Maillot PeoPeoh: Maple Ridge’s First non-Indigenous settler

By Gunter Rebele

Maple Ridge will commemorate the 150th anniversary of its incorporation in February 2024. The incorporation took place 14 years after the pre-emption legislation was passed in 1860.

Recently I went through the history of Maple Ridge again and found repeatedly the statement that Samuel Robertson was the “first settler”, or in others the “first European settler”, in Maple Ridge.

Is that a historical fact or a myth?

That statement struck me as being rather Eurocentric, so I wanted to look at the settlers’ history from a different perspective.
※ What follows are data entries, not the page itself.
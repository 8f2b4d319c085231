//! Error handling for sellerdesk-store
//!
//! Wraps the core `DaoError` with rusqlite-specific constructors. Every
//! driver error crosses the crate boundary through one of these helpers, so
//! callers never see `rusqlite::Error` directly.

use sellerdesk_core::errors::DaoError;

/// Result type alias using DaoError
pub type Result<T> = std::result::Result<T, DaoError>;

/// Create a persistence error from rusqlite::Error
pub fn persistence(op: &str, err: rusqlite::Error) -> DaoError {
    DaoError::persistence(op, err.to_string())
}

/// Classify an error raised while reading a column
///
/// Shape problems (unknown column, wrong type, unconvertible value) are
/// mapping errors; anything else the cursor reports is a store failure.
pub fn column_error(column: &str, err: rusqlite::Error) -> DaoError {
    match err {
        rusqlite::Error::InvalidColumnName(_)
        | rusqlite::Error::InvalidColumnType(..)
        | rusqlite::Error::InvalidColumnIndex(_)
        | rusqlite::Error::FromSqlConversionFailure(..)
        | rusqlite::Error::IntegralValueOutOfRange(..) => {
            DaoError::mapping(column, err.to_string())
        }
        other => DaoError::persistence("read_column", other.to_string()),
    }
}

/// The store accepted the statement but changed nothing
pub fn no_rows_affected(op: &str) -> DaoError {
    DaoError::persistence(op, "no rows affected")
}

/// A required identifier is missing from the argument
pub fn missing_id(op: &str, what: &str) -> DaoError {
    DaoError::invalid_input(op, format!("{} id is not set", what))
}

#[cfg(test)]
mod tests {
    use super::*;
    use sellerdesk_core::errors::ErrorKind;

    #[test]
    fn test_unknown_column_is_mapping_error() {
        let err = column_error(
            "DepName",
            rusqlite::Error::InvalidColumnName("DepName".to_string()),
        );
        assert_eq!(err.kind(), ErrorKind::Mapping);
        assert!(err.to_string().contains("DepName"));
    }

    #[test]
    fn test_other_read_failure_is_persistence_error() {
        let err = column_error("Name", rusqlite::Error::QueryReturnedNoRows);
        assert_eq!(err.kind(), ErrorKind::Persistence);
    }

    #[test]
    fn test_no_rows_affected_message() {
        let err = no_rows_affected("seller_insert");
        assert_eq!(err.kind(), ErrorKind::Persistence);
        assert_eq!(err.message(), "no rows affected");
    }

    #[test]
    fn test_missing_id_is_invalid_input() {
        let err = missing_id("seller_update", "seller");
        assert_eq!(err.kind(), ErrorKind::InvalidInput);
        assert_eq!(err.message(), "seller id is not set");
    }
}
//! SellerDesk CLI
//!
//! Command-line interface over the seller/department store

use clap::{Parser, Subcommand};

mod commands;
mod config;

#[derive(Debug, Parser)]
#[command(name = "sellerdesk")]
#[command(about = "SellerDesk - Seller and department records", long_about = None)]
struct Cli {
    #[command(flatten)]
    config: config::Config,

    #[command(subcommand)]
    command: Commands,
}

#[derive(Debug, Subcommand)]
enum Commands {
    /// Department operations
    Department(commands::department::DepartmentArgs),
    /// Seller operations
    Seller(commands::seller::SellerArgs),
}

fn main() {
    let cli = Cli::parse();
    cli.config.init_logging();

    let result = cli.config.open_store().and_then(|conn| match cli.command {
        Commands::Department(args) => commands::department::execute(args, &conn),
        Commands::Seller(args) => commands::seller::execute(args, &conn),
    });

    if let Err(e) = result {
        eprintln!("Error: {}", e);
        std::process::exit(1);
    }
}
//! Core types shared across SellerDesk facilities
//!
//! This crate provides foundational types used by both error handling
//! and logging facilities:
//!
//! - **Schema constants**: Canonical field keys and event names
//! - **Sensitive data**: Sensitive<T> marker for automatic redaction

pub mod schema;
pub mod sensitive;

pub use sensitive::Sensitive;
As a result of this research, I would like to suggest the Hawaiian Maillot PeoPeoh as the first non-native settler in Maple Ridge. The historical documents mentioned eleven European families, but no Hawaiian or Indigenous names were included.

My interest in the Hawaiian community and PeoPeoh was sparked during my research with the Maple Ridge Family History Group for the “On the River” project. In this process, I collected lots of material about the Hawaiians at the Hudson Bay Company (HBC) and the Hawaiian community in Maple Ridge.

Peopeoh was not the settler with the most acreage, laborers and money, but one, who, despite his race and lower status, played an influential part in the local history, and was a leading and inspiring force in his community.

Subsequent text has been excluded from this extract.